Row_Labels Count_AnimalName 1156 BELLA 1195 9140 MAX 1153 2660 CHARLIE 856 3251 COCO 852 12368 ROCKY 823

Row or column of pandas

Notes on row or column selection in pandas

Square brackets write arrays to indicate taking rows and manipulating rows
Write string, represent column index, manipulate column

import pandas as pd df = pd.read_csv("./dogNames2.csv") print(df[:10]) print(df["Row_Labels"]) print(type(df["Row_Labels"])) #Only one column is taken, so it's a Series type

Run result:

Row_Labels Count_AnimalName 1156 BELLA 1195 9140 MAX 1153 2660 CHARLIE 856 3251 COCO 852 12368 ROCKY 823 Row_Labels Count_AnimalName 1156 BELLA 1195 9140 MAX 1153 2660 CHARLIE 856 3251 COCO 852 12368 ROCKY 823 8417 LOLA 795 8552 LUCKY 723 8560 LUCY 710 2032 BUDDY 677 3641 DAISY 649 1156 BELLA 9140 MAX 2660 CHARLIE 3251 COCO 12368 ROCKY ... 6884 J-LO 6888 JOANN 6890 JOAO 6891 JOAQUIN 16219 39743 Name: Row_Labels, Length: 16220, dtype: object <class 'pandas.core.series.Series'>

loc and iloc of pandas

There are more pandas-optimized options:

df.loc indexes row data by label
df.iloc retrieves row data from location

Boolean Index of pandas

Returning to the previous question of dog names, what would we do if we wanted to find the names of all the dogs that were used more than 800 times?

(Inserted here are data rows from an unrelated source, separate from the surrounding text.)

use desktop_app_contract::{AppInput, ApplicationDescriptor, ApplicationId, DefaultPosition, DefaultSize};
use desktop_runtime::{
    chrome::WindowGesture, AppCatalog, DesktopConfig, DesktopRuntime, DockSlotState, Position,
    Size, WorkArea,
};
use futures::executor::block_on;
use platform_host::{HostServices, MemoryPrefsStore, TOOLS_PREFS_KEY};
use pretty_assertions::assert_eq;

fn descriptor(id: &str, singleton: bool) -> ApplicationDescriptor {
    ApplicationDescriptor {
        id: ApplicationId::trusted(id),
        display_name: id.to_uppercase(),
        icon_id: String::new(),
        default_size: DefaultSize::pixels(300, 200),
        default_position: None,
        open_on_startup: false,
        singleton,
    }
}

fn runtime_with(descriptors: Vec<ApplicationDescriptor>, config: DesktopConfig) -> DesktopRuntime {
    let catalog = AppCatalog::new(descriptors).expect("catalog");
    DesktopRuntime::with_catalog(config, catalog, HostServices::offline())
}

fn stack_order(runtime: &DesktopRuntime, id: &desktop_app_contract::InstanceId) -> u64 {
    runtime.state().window(id).expect("live window").stack_order
}

#[test]
fn singleton_launched_twice_keeps_one_instance_and_raises_it() {
    let mut runtime = runtime_with(vec![descriptor("a", true)], DesktopConfig::default());
    let app = ApplicationId::trusted("a");
    let first = runtime.launch(&app).expect("first launch");
    let before = stack_order(&runtime, &first);

    let second = runtime.launch(&app).expect("second launch");
    assert_eq!(second, first);
    assert_eq!(runtime.state().windows.len(), 1);
    assert!(stack_order(&runtime, &first) > before);
}

#[test]
fn focusing_an_older_window_puts_it_on_top() {
    let mut runtime = runtime_with(
        vec![descriptor("a", false), descriptor("b", false)],
        DesktopConfig::default(),
    );
    let a = runtime.launch(&ApplicationId::trusted("a")).expect("a");
    let b = runtime.launch(&ApplicationId::trusted("b")).expect("b");
    runtime.focus(&a);

    assert!(stack_order(&runtime, &a) > stack_order(&runtime, &b));
    assert_eq!(runtime.state().focused_window().map(|w| &w.instance_id), Some(&a));
    let frames = runtime.frames();
    assert_eq!(frames.last().map(|f| &f.instance_id), Some(&a));
}

#[test]
fn focus_restores_a_minimized_window() {
    let mut runtime = runtime_with(vec![descriptor("a", false)], DesktopConfig::default());
    let a = runtime.launch(&ApplicationId::trusted("a")).expect("a");
    runtime.minimize(&a);
    assert!(runtime.frames().is_empty());
    assert_eq!(runtime.dock()[0].state, DockSlotState::RunningMinimized);

    runtime.focus(&a);
    assert!(!runtime.state().window(&a).expect("live").minimized);
    assert_eq!(runtime.dock()[0].state, DockSlotState::RunningFocused);
}

#[test]
fn closing_an_unknown_instance_changes_nothing() {
    let mut runtime = runtime_with(vec![descriptor("a", false)], DesktopConfig::default());
    runtime.launch(&ApplicationId::trusted("a")).expect("a");
    let before = runtime.state().clone();

    runtime.close(&desktop_app_contract::InstanceId::from_raw("ghost-99"));
    assert_eq!(runtime.state(), &before);
    assert_eq!(runtime.mounted_count(), 1);
}

#[test]
fn large_window_is_clamped_into_a_small_work_area() {
    let mut big = descriptor("big", false);
    big.default_size = DefaultSize::pixels(700, 500);
    big.default_position = Some(DefaultPosition { x: 50, y: 50 });
    let config = DesktopConfig {
        work_area: WorkArea {
            width: 760,
            height: 540,
        },
        ..DesktopConfig::default()
    };
    let mut runtime = runtime_with(vec![big], config);
    let id = runtime.launch(&ApplicationId::trusted("big")).expect("big");

    let window = runtime.state().window(&id).expect("live");
    assert!(window.position.x <= 52);
    assert!(window.position.y <= 32);
    assert_eq!(window.position, Position { x: 50, y: 32 });
}

#[test]
fn repeated_launches_of_a_multi_instance_app_get_distinct_ids() {
    let mut runtime = runtime_with(vec![descriptor("a", false)], DesktopConfig::default());
    let app = ApplicationId::trusted("a");
    let ids: Vec<_> = (0..3)
        .map(|_| runtime.launch(&app).expect("launch"))
        .collect();

    assert_eq!(
        ids.iter().map(|id| id.as_str()).collect::<Vec<_>>(),
        vec!["a-1", "a-2", "a-3"]
    );
    let positions: Vec<Position> = ids
        .iter()
        .map(|id| runtime.state().window(id).expect("live").position)
        .collect();
    assert_eq!(
        positions,
        vec![
            Position { x: 50, y: 50 },
            Position { x: 80, y: 80 },
            Position { x: 110, y: 110 },
        ]
    );
}

#[test]
fn instance_ids_are_not_reused_after_close() {
    let mut runtime = runtime_with(vec![descriptor("a", true)], DesktopConfig::default());
    let app = ApplicationId::trusted("a");
    let first = runtime.launch(&app).expect("first");
    runtime.close(&first);
    let second = runtime.launch(&app).expect("second");
    assert_ne!(first, second);
}

#[test]
fn boot_seeds_tools_and_opens_the_startup_apps() {
    let prefs = MemoryPrefsStore::default();
    let services = HostServices::with_prefs(prefs.clone());
    let mut runtime = DesktopRuntime::new(DesktopConfig::default(), services).expect("runtime");
    let launched = block_on(runtime.boot()).expect("boot");

    assert_eq!(
        launched.iter().map(|id| id.as_str()).collect::<Vec<_>>(),
        vec!["mindCLI-1"]
    );
    let window = runtime.state().window(&launched[0]).expect("mind cli");
    assert_eq!(window.title, "Mind-CLI");
    assert_eq!(window.position, Position { x: 50, y: 50 });
    assert_eq!(
        window.size,
        Size {
            width: 700,
            height: 500
        }
    );
    assert!(prefs.raw(TOOLS_PREFS_KEY).is_some_and(|raw| raw.contains("calculator")));
    assert_eq!(runtime.focused_input(), Some(&launched[0]));
}

#[test]
fn dock_click_launches_then_focuses() {
    let mut runtime =
        DesktopRuntime::new(DesktopConfig::default(), HostServices::offline()).expect("runtime");
    let tool_creator = ApplicationId::trusted("toolCreator");
    runtime.click_dock_slot(&tool_creator).expect("launch");
    runtime.click_dock_slot(&tool_creator).expect("focus");

    let slot = runtime
        .dock()
        .into_iter()
        .find(|slot| slot.app_id == tool_creator)
        .expect("slot");
    assert_eq!(slot.running_count, 1);
    assert_eq!(slot.aria_label(), "Tool Creator (1 window running)");
}

#[test]
fn chrome_gestures_move_and_resize_windows() {
    let mut runtime = runtime_with(
        vec![descriptor("a", false), descriptor("b", false)],
        DesktopConfig::default(),
    );
    let a = runtime.launch(&ApplicationId::trusted("a")).expect("a");
    let b = runtime.launch(&ApplicationId::trusted("b")).expect("b");

    runtime.handle_gesture(
        &a,
        WindowGesture::DragEnd {
            position: Position { x: 400, y: 300 },
        },
    );
    assert_eq!(runtime.state().window(&a).expect("a").position, Position { x: 400, y: 300 });
    assert!(stack_order(&runtime, &a) > stack_order(&runtime, &b));

    runtime.handle_gesture(
        &b,
        WindowGesture::ResizeEnd {
            position: Position { x: 10, y: 10 },
            width: "500px".into(),
            height: 120.into(),
        },
    );
    let resized = runtime.state().window(&b).expect("b");
    assert_eq!(resized.size, Size { width: 500, height: 150 });
    assert_eq!(runtime.state().focused_window().map(|w| &w.instance_id), Some(&b));

    runtime.handle_gesture(&b, WindowGesture::CloseButton);
    assert!(runtime.state().window(&b).is_none());
}

#[test]
fn tools_created_in_tool_creator_are_usable_from_mind_cli() {
    let mut runtime =
        DesktopRuntime::new(DesktopConfig::default(), HostServices::offline()).expect("runtime");
    block_on(runtime.boot()).expect("boot");
    let creator = runtime
        .launch(&ApplicationId::trusted("toolCreator"))
        .expect("tool creator");
    for (name, value) in [("toolName", "shout"), ("description", "Shouts a word")] {
        block_on(runtime.content_input(
            &creator,
            AppInput::SetField {
                name: name.to_string(),
                value: value.to_string(),
            },
        ));
    }
    block_on(runtime.content_input(&creator, AppInput::Action("submit".to_string())));

    let mind = runtime
        .launch(&ApplicationId::trusted("mindCLI"))
        .expect("mind cli");
    block_on(runtime.content_input(&mind, AppInput::Submit("help".to_string())));
    let view = runtime.content_view(&mind).expect("view");
    let help = view.lines.last().expect("reply");
    assert!(help.starts_with("AI: "));
    assert!(help.contains("- shout: Shouts a word"));
    assert!(help.contains("- calculator:"));
}

#[test]
fn dragging_past_the_edges_keeps_the_window_inside_the_work_area() {
    let mut runtime =
        DesktopRuntime::new(DesktopConfig::default(), HostServices::offline()).expect("runtime");
    let id = runtime
        .launch(&ApplicationId::trusted("missionControl"))
        .expect("mission control");

    runtime.handle_gesture(
        &id,
        WindowGesture::DragEnd {
            position: Position { x: -500, y: 5000 },
        },
    );
    let window = runtime.state().window(&id).expect("live");
    let margin = runtime.config().margin;
    let area = runtime.config().work_area;
    assert!(window.position.x >= margin);
    assert!(window.position.y >= margin);
    assert!(window.position.y + window.size.height <= area.height - margin);
    assert_eq!(window.position, Position { x: 8, y: 112 });
}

Returning to the previous question of dog names, what would we do if we wanted to find the names of all dogs that were used more than 700 times and had a name string longer than 4?

In a dataFrame, multiple conditions need to be connected by logical operators.

String method for pandas

Processing missing data

There are usually two situations where data is missing:
One is empty, None, etc., in pandas is NaN (like np.nan); Another is that we intentionally made it zero.

Determine if the data is NaN:

pd.isnull(df)
pd.notnull(df)

Processing 1: Delete dropna (axis=0, how='any', inplace=False) from the row where NaN is located

how='any': delete the row or column with nan;
how='all': delete rows or columns that are all nan s;
inplace: modify in place, omitting the step of assigning yourself.

Processing Mode 2: Fill in the data,

t.fillna(t.mean()): Fill average;
t.fiallna(t.median()): Fill in the median;
t.fillna(0): Fill 0.

Data processed as 0:

t[t==0]=np.nan

Of course, not every data with 0 needs to be processed, such as calculating the average value. nan does not participate in the calculation, but 0 will.

Statistical methods commonly used in pandas

Suppose we now have a set of the most popular movie data from 2006 to 2016. We want to know the average score and the number of directors in these movie data. How should we get it?

import pandas as pd file_path = "IMDB-Movie-Data.csv" df = pd.read_csv(file_path) print(df.head(1)) #Get average score print(df["Rating"].mean()) #Number of directors # print(len(set(df["Director"].tolist()))) print(len(df["Director"].unique())) #Number of Actors Acquired temp_actors_list = df["Actors"].str.split(", ").tolist() # tolist() into a list actors_list = [i for j in temp_actors_list for i in j]#Expand the list of elements as lists into a large list actors_num = len(set(actors_list)) print(actors_num)

unique(): For a one-dimensional array or list, the unique function removes duplicate elements and returns a new tuple or list with no element duplicates, from large to small.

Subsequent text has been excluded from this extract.